Bloodlines: The True Story of a Drug Cartel, the FBI, and the Battle for a Horse-Racing Dynasty by Melissa del Bosque is about a FBI money-laundering case involving a Mexican drug cartel and quarter horses.
This book ain’t The Right Stuff. Bloodlines has a much more conventional journalistic style and doesn’t employ fancy-schmancy literary techniques. It generally provides a kinda-overview of the case, some brief details into the lives of the main players – with an extra emphasis on one of the FBI agents – and a decent overview of the history of the Mexican drug cartels.
I think this book would have been improved had it just gone all out and framed the narrative as a thriller or procedural, strictly sticking to the point-of-view of the main FBI agent.
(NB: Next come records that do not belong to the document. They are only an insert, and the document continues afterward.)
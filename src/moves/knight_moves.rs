//! Knight attack table.

use crate::game_state::chess_types::Square;

pub const KNIGHT_ATTACKS: [u64; 64] = generate_knight_attacks();

#[inline]
pub const fn knight_attacks(square: Square) -> u64 {
    KNIGHT_ATTACKS[square.index()]
}

const fn generate_knight_attacks() -> [u64; 64] {
    let mut table = [0u64; 64];
    let mut sq = 0usize;

    while sq < 64 {
        let file = (sq % 8) as i32;
        let rank = (sq / 8) as i32;
        let mut attacks = 0u64;

        attacks |= set_if_valid(file + 1, rank + 2);
        attacks |= set_if_valid(file + 2, rank + 1);
        attacks |= set_if_valid(file + 2, rank - 1);
        attacks |= set_if_valid(file + 1, rank - 2);
        attacks |= set_if_valid(file - 1, rank - 2);
        attacks |= set_if_valid(file - 2, rank - 1);
        attacks |= set_if_valid(file - 2, rank + 1);
        attacks |= set_if_valid(file - 1, rank + 2);

        table[sq] = attacks;
        sq += 1;
    }

    table
}

const fn set_if_valid(file: i32, rank: i32) -> u64 {
    if file < 0 || file > 7 || rank < 0 || rank > 7 {
        return 0;
    }

    let square = (rank as usize) * 8 + (file as usize);
    1u64 << square
}

#[cfg(test)]
mod tests {
    use super::knight_attacks;
    use crate::game_state::chess_types::Square;

    #[test]
    fn knight_in_center_reaches_eight_squares() {
        let d4 = Square::new(27).expect("d4");
        assert_eq!(knight_attacks(d4).count_ones(), 8);
    }

    #[test]
    fn knight_in_corner_reaches_two_squares() {
        assert_eq!(knight_attacks(Square::H8).count_ones(), 2);
        assert_eq!(knight_attacks(Square::B1), (1u64 << 16) | (1u64 << 18) | (1u64 << 11));
    }
}
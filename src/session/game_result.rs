use std::fmt;

use serde::Serialize;

use crate::game_state::chess_types::Color;

#[derive(Debug, Clone, Copy, PartialEq, Eq, Hash, Serialize)]
#[serde(rename_all = "kebab-case")]
pub enum DrawRule {
    /// One hundred halfmoves without a capture or pawn move.
    FiftyMove,
    ThreefoldRepetition,
    InsufficientMaterial,
}

#[derive(Debug, Clone, Copy, PartialEq, Eq, Hash, Serialize)]
#[serde(rename_all = "kebab-case")]
pub enum EndReason {
    Checkmate,
    Stalemate,
    Resignation,
    DrawAgreement,
    DrawByRule(DrawRule),
}

impl EndReason {
    /// Results that follow from the position after a move, as opposed to a
    /// player's decision. Only these may be taken back with undo.
    #[inline]
    pub fn is_produced_by_move(self) -> bool {
        matches!(
            self,
            EndReason::Checkmate | EndReason::Stalemate | EndReason::DrawByRule(_)
        )
    }
}

#[derive(Debug, Clone, Copy, PartialEq, Eq, Hash, Serialize)]
pub struct GameResult {
    pub winner: Option<Color>,
    pub reason: EndReason,
}

impl GameResult {
    pub const fn win(winner: Color, reason: EndReason) -> Self {
        Self {
            winner: Some(winner),
            reason,
        }
    }

    pub const fn draw(reason: EndReason) -> Self {
        Self {
            winner: None,
            reason,
        }
    }
}

impl fmt::Display for DrawRule {
    fn fmt(&self, f: &mut fmt::Formatter<'_>) -> fmt::Result {
        match self {
            DrawRule::FiftyMove => write!(f, "fifty-move rule"),
            DrawRule::ThreefoldRepetition => write!(f, "threefold repetition"),
            DrawRule::InsufficientMaterial => write!(f, "insufficient material"),
        }
    }
}

impl fmt::Display for GameResult {
    fn fmt(&self, f: &mut fmt::Formatter<'_>) -> fmt::Result {
        let reason = match self.reason {
            EndReason::Checkmate => "checkmate".to_owned(),
            EndReason::Stalemate => "stalemate".to_owned(),
            EndReason::Resignation => "resignation".to_owned(),
            EndReason::DrawAgreement => "draw agreed".to_owned(),
            EndReason::DrawByRule(rule) => format!("draw by {rule}"),
        };
        match self.winner {
            Some(color) => write!(f, "{color} wins by {reason}"),
            None => write!(f, "{reason}"),
        }
    }
}
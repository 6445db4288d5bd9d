use crate::game_state::chess_types::*;
use crate::game_state::position::Position;
use crate::move_generation::legal_move_shared::{own_pieces, push_moves_to_targets};
use crate::moves::chess_move::Move;
use crate::moves::queen_moves::queen_attacks;

pub fn generate_queen_moves(position: &Position, from_mask: u64, out: &mut Vec<Move>) {
    let own_occ = position.board.occupancy_of(position.side_to_move);
    let occupancy = position.board.occupancy();

    for from in bitboard_squares(own_pieces(position, PieceKind::Queen, from_mask)) {
        let targets = queen_attacks(from, occupancy) & !own_occ;
        push_moves_to_targets(position, from, targets, out);
    }
}
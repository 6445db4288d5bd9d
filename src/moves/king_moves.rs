//! King step table.

use crate::game_state::chess_types::Square;

pub const KING_ATTACKS: [u64; 64] = generate_king_attacks();

#[inline]
pub const fn king_attacks(square: Square) -> u64 {
    KING_ATTACKS[square.index()]
}

const fn generate_king_attacks() -> [u64; 64] {
    let mut table = [0u64; 64];
    let mut sq = 0usize;

    while sq < 64 {
        let file = (sq % 8) as i32;
        let rank = (sq / 8) as i32;
        let mut attacks = 0u64;

        let mut df = -1;
        while df <= 1 {
            let mut dr = -1;
            while dr <= 1 {
                if df != 0 || dr != 0 {
                    attacks |= set_if_valid(file + df, rank + dr);
                }
                dr += 1;
            }
            df += 1;
        }

        table[sq] = attacks;
        sq += 1;
    }

    table
}

const fn set_if_valid(file: i32, rank: i32) -> u64 {
    if file < 0 || file > 7 || rank < 0 || rank > 7 {
        return 0;
    }

    let square = (rank as usize) * 8 + (file as usize);
    1u64 << square
}

#[cfg(test)]
mod tests {
    use super::king_attacks;
    use crate::game_state::chess_types::Square;

    #[test]
    fn king_attacks_from_a1_has_three_targets() {
        assert_eq!(king_attacks(Square::A1), (1u64 << 1) | (1u64 << 8) | (1u64 << 9));
    }

    #[test]
    fn king_attacks_from_e4_has_eight_targets() {
        let e4 = Square::new(28).expect("e4");
        assert_eq!(king_attacks(e4).count_ones(), 8);
    }
}
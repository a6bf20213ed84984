//! Handler-level error types.

use thiserror::Error;

/// Errors produced while handling a request.
///
/// Both variants are passed straight through from the collaborators; the
/// handler never retries or recovers.
#[derive(Debug, Error)]
pub enum HandlerError {
    /// The data source failed to execute the query.
    #[error("database error: {0}")]
    Database(#[from] db::DbError),

    /// The per-record transform failed.
    #[error("transform error: {0}")]
    Transform(#[from] records::TransformError),
}
//! `ExpensiveUppercase` — sleeps to simulate cost, then uppercases.

use std::time::Duration;

use async_trait::async_trait;
use serde_json::Value;
use tracing::debug;

use crate::traits::kind_of;
use crate::{RecordTransform, TransformError};

/// Pause applied before each record when none is configured.
pub const DEFAULT_DELAY: Duration = Duration::from_millis(100);

/// Uppercases textual records after a fixed pause.
#[derive(Debug, Clone)]
pub struct ExpensiveUppercase {
    /// How long each call waits before producing its result.
    pub delay: Duration,
}

impl ExpensiveUppercase {
    pub fn new(delay: Duration) -> Self {
        Self { delay }
    }
}

impl Default for ExpensiveUppercase {
    fn default() -> Self {
        Self::new(DEFAULT_DELAY)
    }
}

#[async_trait]
impl RecordTransform for ExpensiveUppercase {
    async fn apply(&self, record: &Value) -> Result<Value, TransformError> {
        tokio::time::sleep(self.delay).await;

        match record {
            Value::String(s) => {
                debug!(len = s.len(), "uppercased record");
                Ok(Value::String(s.to_uppercase()))
            }
            other => Err(TransformError::Unsupported { kind: kind_of(other) }),
        }
    }
}

#[cfg(test)]
mod tests {
    use super::*;
    use serde_json::json;
    use tokio::time::Instant;

    #[tokio::test(start_paused = true)]
    async fn uppercases_after_delay() {
        let transform = ExpensiveUppercase::default();
        let started = Instant::now();

        let out = transform.apply(&json!("alice")).await.expect("string record");

        assert_eq!(out, json!("ALICE"));
        assert!(started.elapsed() >= DEFAULT_DELAY);
    }

    #[tokio::test(start_paused = true)]
    async fn non_string_record_is_unsupported() {
        let transform = ExpensiveUppercase::default();

        let err = transform.apply(&json!({ "id": 1 })).await.unwrap_err();
        assert_eq!(err, TransformError::Unsupported { kind: "object" });

        let err = transform.apply(&json!(7)).await.unwrap_err();
        assert_eq!(err, TransformError::Unsupported { kind: "number" });
    }

    #[tokio::test]
    async fn zero_delay_does_not_wait() {
        let transform = ExpensiveUppercase::new(Duration::ZERO);
        let out = transform.apply(&json!("(42,bob)")).await.expect("string record");
        assert_eq!(out, json!("(42,BOB)"));
    }
}
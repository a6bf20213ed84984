//! `db` crate — pure persistence layer.
//!
//! Provides the user query builder, the [`DataSource`] collaborator trait,
//! a Postgres-backed source and an in-memory source for tests.
//! No business logic lives here.

pub mod error;
pub mod pool;
pub mod query;
pub mod source;
pub mod memory;

pub use pool::DbPool;
pub use error::DbError;
pub use query::{user_query, Identifier, USER_QUERY_PREFIX};
pub use source::{DataSource, PgDataSource};
pub use memory::MemorySource;
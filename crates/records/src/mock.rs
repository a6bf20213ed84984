//! `MockTransform` — a test double for `RecordTransform`.
//!
//! Useful in unit and integration tests where the real transform's delay is
//! irrelevant.

use async_trait::async_trait;
use serde_json::Value;
use std::sync::{Arc, Mutex};

use crate::{RecordTransform, TransformError};

/// Behaviour injected into `MockTransform` at construction time.
pub enum MockBehaviour {
    /// Return a specific JSON value.
    ReturnValue(Value),
    /// Fail with `TransformError::Unsupported`.
    Fail(&'static str),
}

/// A mock transform that records every record it receives and returns a
/// programmer-specified result.
pub struct MockTransform {
    /// What the transform will do when `apply` is called.
    pub behaviour: MockBehaviour,
    /// All records seen by this transform (in call order).
    pub calls: Arc<Mutex<Vec<Value>>>,
}

impl MockTransform {
    /// Create a mock that always succeeds with the given value.
    pub fn returning(value: Value) -> Self {
        Self {
            behaviour: MockBehaviour::ReturnValue(value),
            calls: Arc::new(Mutex::new(Vec::new())),
        }
    }

    /// Create a mock that always fails, reporting `kind` as the record kind.
    pub fn failing(kind: &'static str) -> Self {
        Self {
            behaviour: MockBehaviour::Fail(kind),
            calls: Arc::new(Mutex::new(Vec::new())),
        }
    }

    /// Number of times this transform has been applied.
    pub fn call_count(&self) -> usize {
        self.calls.lock().unwrap().len()
    }

    /// Records received so far, in call order.
    pub fn seen(&self) -> Vec<Value> {
        self.calls.lock().unwrap().clone()
    }
}

#[async_trait]
impl RecordTransform for MockTransform {
    async fn apply(&self, record: &Value) -> Result<Value, TransformError> {
        self.calls.lock().unwrap().push(record.clone());

        match &self.behaviour {
            MockBehaviour::ReturnValue(v) => Ok(v.clone()),
            MockBehaviour::Fail(kind) => Err(TransformError::Unsupported { kind: *kind }),
        }
    }
}
//! Typed error type for the db crate.

use thiserror::Error;

#[derive(Debug, Error)]
pub enum DbError {
    #[error("sqlx error: {0}")]
    Sqlx(#[from] sqlx::Error),

    /// Failure reported by a non-Postgres data source.
    #[error("data source error: {0}")]
    Source(String),
}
Without a strict narrative focus as a thriller or procedural, it needed to present a ton of detail – or tie this episode into a detailed, broader historical or social context – in order to be something special. As written, the book only scratches the surface of many of the topics it brings up: cartels, money laundering, horse racing, civil asset forfeiture, life on the border, federal inter-agency squabbling, bureaucratic inefficiency. It provides highlights, but it never really goes deep into the weeds. For example, it airs some of frustrations of the FBI agent with the obstacles presented by other agencies who want the investigation to have a different focus, but it never provides any justification or explanation for why the FBI case should have been the priority.
Basically, this book is just another non-fiction book written like a whole bunch of other non-fiction books: take a generally unusual or interesting “anecdote” of a story (drug cartels were buying American race horses, of all the things! and the FBI agent investigating it is from Tennessee! That’s far from Mexico!), splash some office conflict/gossip that is presumably generally favorable to the author’s sources (can you believe the DEA wanted to use the FBI’s source for something else!?), throw in some titillating details (kidnapping!), then call it a day and wait for a movie deal.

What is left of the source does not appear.